## INFORMATION:

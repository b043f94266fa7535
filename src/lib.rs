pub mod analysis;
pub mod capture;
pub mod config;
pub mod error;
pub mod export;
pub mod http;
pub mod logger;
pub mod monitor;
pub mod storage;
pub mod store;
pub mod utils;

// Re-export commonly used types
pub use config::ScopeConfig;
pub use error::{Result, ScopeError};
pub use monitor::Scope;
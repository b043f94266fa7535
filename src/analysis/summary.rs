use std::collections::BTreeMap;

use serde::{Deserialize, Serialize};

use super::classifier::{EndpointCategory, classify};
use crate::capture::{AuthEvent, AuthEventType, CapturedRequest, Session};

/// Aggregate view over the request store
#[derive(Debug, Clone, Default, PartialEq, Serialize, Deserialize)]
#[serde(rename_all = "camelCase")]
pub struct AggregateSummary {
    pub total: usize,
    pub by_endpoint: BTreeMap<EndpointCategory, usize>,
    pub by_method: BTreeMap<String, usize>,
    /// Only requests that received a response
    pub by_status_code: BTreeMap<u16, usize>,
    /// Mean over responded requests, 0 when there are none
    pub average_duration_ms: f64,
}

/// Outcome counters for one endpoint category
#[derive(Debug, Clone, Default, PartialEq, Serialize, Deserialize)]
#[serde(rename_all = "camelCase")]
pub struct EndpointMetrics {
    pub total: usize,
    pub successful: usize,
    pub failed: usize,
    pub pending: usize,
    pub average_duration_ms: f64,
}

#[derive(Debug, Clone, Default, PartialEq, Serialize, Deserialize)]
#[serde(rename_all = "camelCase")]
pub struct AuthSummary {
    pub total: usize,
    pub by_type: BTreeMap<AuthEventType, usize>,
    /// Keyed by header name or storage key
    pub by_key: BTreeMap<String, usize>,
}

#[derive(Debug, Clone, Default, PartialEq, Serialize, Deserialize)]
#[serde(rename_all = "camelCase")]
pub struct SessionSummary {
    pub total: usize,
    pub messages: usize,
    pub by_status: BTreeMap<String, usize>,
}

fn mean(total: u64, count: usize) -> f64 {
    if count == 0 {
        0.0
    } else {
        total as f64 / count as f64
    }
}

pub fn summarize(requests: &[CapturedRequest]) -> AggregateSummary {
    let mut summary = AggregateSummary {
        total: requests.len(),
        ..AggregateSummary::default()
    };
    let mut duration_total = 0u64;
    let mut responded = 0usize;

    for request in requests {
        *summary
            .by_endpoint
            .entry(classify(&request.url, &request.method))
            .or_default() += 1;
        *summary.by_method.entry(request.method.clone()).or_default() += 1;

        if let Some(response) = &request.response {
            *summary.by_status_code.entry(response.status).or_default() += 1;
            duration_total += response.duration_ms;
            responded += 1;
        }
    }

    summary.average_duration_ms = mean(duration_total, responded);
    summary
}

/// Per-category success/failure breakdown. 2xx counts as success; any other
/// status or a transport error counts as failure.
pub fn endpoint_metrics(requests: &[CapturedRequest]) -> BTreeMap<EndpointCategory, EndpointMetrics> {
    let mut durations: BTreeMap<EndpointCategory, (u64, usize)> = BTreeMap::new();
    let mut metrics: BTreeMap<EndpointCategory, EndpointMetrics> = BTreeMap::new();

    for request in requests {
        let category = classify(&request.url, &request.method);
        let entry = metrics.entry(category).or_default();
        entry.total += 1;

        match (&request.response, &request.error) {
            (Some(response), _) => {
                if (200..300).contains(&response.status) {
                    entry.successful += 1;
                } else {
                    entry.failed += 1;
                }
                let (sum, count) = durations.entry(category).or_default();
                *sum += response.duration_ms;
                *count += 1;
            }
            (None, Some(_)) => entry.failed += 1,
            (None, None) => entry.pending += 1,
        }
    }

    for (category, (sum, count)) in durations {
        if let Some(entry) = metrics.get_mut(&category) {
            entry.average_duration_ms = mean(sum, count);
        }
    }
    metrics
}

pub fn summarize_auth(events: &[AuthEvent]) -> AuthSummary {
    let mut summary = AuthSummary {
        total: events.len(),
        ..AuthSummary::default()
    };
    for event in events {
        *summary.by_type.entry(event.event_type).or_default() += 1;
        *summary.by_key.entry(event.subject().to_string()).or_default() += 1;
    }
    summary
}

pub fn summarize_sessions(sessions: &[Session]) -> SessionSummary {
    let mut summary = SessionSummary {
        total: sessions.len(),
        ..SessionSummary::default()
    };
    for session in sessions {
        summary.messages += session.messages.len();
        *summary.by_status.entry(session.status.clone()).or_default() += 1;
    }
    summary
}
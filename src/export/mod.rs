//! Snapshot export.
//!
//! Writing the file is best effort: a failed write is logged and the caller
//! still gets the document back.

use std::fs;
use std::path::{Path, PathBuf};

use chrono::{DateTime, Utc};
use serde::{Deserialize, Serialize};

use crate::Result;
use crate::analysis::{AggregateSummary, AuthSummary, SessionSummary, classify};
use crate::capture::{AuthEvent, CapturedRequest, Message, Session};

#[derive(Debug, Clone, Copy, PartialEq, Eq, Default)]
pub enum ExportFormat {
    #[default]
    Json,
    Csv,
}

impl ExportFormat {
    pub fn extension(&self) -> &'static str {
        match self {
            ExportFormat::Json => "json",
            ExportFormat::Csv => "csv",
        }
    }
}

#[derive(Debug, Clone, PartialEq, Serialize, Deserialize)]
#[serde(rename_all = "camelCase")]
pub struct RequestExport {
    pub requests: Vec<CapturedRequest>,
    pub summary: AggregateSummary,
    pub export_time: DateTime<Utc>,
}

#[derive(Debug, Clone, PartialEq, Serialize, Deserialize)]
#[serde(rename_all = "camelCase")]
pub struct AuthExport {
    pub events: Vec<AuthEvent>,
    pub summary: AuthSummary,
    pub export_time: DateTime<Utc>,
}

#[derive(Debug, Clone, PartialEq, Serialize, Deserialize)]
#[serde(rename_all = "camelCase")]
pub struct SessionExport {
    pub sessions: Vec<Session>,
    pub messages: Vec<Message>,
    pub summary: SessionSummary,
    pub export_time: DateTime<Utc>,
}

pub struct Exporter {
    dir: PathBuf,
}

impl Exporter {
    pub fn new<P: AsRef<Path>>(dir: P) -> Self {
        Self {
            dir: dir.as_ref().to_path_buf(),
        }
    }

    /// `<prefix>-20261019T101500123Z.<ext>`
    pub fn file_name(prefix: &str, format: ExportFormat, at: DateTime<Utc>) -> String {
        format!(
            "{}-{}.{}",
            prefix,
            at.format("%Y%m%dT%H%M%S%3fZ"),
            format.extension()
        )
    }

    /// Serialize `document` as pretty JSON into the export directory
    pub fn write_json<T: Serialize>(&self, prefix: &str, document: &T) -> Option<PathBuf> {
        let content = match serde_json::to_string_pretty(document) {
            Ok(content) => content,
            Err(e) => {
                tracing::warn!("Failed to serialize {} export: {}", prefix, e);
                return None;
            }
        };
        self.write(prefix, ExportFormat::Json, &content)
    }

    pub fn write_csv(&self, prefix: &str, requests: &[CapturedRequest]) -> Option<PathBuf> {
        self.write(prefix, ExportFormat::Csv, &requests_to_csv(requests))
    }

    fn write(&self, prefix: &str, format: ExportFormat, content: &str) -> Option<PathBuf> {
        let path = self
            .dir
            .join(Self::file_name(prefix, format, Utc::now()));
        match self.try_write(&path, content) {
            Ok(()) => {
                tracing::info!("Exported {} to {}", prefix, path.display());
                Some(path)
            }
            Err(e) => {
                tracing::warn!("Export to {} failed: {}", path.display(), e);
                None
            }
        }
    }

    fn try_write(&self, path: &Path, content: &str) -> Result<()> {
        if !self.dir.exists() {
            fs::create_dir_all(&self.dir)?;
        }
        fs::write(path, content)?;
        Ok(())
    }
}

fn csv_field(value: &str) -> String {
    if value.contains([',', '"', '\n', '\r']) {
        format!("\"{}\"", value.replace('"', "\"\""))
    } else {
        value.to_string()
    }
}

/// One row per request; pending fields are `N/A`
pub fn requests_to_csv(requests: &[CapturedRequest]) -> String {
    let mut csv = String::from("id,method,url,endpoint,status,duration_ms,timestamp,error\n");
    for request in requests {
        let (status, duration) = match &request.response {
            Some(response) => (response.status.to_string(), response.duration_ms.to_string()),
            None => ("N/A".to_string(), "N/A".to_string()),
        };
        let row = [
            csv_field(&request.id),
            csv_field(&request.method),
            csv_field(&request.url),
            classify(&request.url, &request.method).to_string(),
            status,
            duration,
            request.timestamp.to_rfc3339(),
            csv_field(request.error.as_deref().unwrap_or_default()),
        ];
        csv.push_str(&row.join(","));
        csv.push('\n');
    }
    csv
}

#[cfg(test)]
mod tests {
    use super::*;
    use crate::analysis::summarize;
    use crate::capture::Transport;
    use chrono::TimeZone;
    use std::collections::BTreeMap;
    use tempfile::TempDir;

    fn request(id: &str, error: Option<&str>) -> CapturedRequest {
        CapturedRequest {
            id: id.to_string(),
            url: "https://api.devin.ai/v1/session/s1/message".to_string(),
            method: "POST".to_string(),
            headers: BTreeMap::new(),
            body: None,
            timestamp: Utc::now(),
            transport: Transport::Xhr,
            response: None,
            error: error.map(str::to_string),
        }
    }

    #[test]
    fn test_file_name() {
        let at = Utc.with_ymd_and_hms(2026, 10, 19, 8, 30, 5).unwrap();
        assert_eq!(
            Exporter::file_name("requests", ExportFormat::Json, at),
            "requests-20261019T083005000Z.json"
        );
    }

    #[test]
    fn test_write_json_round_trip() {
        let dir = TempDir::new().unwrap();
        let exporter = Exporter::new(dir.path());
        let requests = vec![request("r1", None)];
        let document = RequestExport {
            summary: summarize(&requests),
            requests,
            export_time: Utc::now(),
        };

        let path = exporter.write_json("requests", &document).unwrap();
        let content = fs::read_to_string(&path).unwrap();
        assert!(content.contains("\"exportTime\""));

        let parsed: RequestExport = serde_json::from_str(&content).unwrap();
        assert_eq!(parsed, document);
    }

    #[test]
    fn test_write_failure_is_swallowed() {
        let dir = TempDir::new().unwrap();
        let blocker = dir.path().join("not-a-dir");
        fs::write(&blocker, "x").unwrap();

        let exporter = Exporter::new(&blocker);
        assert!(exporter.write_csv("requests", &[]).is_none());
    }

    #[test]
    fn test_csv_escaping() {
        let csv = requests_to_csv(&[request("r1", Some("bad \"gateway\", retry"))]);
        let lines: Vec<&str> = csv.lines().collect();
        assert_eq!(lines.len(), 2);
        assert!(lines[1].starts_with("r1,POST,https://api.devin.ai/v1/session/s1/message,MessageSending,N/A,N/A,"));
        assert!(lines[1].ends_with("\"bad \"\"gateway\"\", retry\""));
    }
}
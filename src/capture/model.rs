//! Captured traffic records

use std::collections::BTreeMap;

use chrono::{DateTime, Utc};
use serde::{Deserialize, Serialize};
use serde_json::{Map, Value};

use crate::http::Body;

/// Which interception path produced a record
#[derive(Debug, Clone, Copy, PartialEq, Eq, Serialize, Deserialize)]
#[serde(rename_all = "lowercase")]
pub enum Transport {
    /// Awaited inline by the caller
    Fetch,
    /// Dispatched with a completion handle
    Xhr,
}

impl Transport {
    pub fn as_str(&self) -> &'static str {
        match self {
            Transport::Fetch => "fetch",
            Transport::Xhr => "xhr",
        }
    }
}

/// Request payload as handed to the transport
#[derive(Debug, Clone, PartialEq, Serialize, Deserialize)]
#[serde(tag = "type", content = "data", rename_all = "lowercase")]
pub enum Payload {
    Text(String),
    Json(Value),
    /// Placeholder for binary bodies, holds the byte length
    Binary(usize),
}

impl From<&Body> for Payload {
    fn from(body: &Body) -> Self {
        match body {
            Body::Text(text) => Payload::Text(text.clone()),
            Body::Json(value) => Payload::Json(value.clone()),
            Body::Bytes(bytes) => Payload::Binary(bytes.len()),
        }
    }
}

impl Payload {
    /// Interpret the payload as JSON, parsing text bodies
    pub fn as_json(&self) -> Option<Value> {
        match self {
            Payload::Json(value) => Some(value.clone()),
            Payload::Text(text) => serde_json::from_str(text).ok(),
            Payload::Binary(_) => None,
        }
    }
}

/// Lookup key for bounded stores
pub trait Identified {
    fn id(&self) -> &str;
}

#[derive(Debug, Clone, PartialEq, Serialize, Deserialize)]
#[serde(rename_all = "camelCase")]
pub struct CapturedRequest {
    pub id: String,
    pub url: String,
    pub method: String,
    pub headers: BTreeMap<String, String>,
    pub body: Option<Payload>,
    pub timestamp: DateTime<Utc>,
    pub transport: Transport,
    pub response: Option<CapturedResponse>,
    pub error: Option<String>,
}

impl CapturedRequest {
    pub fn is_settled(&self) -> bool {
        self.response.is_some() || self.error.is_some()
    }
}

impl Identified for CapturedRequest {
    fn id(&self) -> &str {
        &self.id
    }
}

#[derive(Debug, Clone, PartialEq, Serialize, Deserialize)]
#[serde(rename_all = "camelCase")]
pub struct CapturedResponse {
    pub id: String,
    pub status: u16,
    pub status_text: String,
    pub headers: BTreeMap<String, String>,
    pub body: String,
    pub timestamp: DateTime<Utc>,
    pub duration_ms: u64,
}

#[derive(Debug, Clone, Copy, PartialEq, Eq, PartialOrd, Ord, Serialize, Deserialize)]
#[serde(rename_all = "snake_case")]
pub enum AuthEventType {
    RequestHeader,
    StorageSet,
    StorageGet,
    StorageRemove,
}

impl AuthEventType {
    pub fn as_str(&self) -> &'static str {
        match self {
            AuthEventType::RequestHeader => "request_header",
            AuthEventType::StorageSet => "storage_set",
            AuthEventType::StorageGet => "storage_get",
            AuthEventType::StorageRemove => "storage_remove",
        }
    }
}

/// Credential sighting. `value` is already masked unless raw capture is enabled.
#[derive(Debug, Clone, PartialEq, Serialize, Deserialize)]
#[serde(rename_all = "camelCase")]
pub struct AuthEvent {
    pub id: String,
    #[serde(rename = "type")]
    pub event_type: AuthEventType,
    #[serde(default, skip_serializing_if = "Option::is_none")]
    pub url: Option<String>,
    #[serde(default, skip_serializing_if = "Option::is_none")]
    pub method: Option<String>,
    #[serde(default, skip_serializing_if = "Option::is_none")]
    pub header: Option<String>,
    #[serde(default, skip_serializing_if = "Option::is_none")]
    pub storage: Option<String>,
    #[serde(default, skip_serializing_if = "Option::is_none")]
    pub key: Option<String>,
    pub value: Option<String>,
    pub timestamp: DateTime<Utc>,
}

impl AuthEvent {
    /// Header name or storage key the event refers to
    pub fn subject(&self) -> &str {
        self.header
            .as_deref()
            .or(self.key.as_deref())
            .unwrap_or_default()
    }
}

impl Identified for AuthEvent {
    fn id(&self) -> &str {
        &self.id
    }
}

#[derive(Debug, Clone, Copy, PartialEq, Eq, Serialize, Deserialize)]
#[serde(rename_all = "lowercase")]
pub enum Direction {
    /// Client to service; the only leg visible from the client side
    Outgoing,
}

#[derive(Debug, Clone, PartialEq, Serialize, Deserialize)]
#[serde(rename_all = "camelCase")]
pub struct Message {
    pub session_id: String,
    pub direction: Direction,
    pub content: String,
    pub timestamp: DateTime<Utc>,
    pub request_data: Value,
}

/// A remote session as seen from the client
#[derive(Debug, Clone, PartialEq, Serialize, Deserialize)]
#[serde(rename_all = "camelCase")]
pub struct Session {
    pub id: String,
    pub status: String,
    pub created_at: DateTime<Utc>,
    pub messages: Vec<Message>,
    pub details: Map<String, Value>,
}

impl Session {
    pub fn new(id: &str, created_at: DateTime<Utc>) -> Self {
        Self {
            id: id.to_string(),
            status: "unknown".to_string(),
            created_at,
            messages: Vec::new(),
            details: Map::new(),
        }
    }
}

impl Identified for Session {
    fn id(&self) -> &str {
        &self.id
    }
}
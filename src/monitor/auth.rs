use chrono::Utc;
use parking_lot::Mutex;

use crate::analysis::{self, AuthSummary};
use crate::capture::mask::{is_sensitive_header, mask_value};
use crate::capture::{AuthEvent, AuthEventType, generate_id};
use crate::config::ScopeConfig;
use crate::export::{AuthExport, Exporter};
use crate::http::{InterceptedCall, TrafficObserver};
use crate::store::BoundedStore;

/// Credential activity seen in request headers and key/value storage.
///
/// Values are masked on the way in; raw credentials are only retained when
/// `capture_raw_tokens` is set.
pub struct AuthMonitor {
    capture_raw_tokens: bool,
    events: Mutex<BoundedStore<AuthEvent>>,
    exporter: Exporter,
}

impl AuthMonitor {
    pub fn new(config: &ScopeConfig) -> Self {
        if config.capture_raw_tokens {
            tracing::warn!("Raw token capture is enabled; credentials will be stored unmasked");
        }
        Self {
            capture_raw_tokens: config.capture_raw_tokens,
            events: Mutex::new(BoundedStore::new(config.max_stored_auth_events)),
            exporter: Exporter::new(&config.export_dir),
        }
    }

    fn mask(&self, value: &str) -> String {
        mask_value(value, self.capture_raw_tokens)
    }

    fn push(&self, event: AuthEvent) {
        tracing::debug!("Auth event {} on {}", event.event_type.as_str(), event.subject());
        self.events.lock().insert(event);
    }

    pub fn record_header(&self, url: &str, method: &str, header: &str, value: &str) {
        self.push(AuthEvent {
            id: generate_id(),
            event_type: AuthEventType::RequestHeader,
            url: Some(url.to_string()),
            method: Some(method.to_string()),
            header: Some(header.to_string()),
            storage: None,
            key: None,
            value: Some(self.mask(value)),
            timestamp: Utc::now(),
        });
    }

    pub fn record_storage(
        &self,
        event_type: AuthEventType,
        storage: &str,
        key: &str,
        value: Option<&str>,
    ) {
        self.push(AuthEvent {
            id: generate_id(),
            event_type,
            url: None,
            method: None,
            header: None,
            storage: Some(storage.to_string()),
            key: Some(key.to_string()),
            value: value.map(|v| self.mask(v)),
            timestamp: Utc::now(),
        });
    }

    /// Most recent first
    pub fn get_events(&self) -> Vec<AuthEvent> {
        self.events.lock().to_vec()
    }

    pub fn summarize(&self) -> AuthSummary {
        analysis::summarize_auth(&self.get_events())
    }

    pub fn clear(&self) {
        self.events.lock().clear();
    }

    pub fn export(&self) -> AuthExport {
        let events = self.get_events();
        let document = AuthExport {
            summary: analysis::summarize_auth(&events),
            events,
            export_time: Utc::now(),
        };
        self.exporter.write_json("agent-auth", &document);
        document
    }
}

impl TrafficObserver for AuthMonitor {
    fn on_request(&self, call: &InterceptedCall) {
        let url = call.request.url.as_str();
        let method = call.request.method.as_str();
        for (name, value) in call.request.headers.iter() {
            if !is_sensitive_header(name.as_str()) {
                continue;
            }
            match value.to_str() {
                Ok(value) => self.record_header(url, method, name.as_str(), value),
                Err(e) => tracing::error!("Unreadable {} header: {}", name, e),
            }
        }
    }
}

## PROBLEM:
Show each line of the material holding "seen".

## WRITTEN SOLUTION:
/// A remote session as seen from the client
/// Credential activity seen in request headers and key/value storage.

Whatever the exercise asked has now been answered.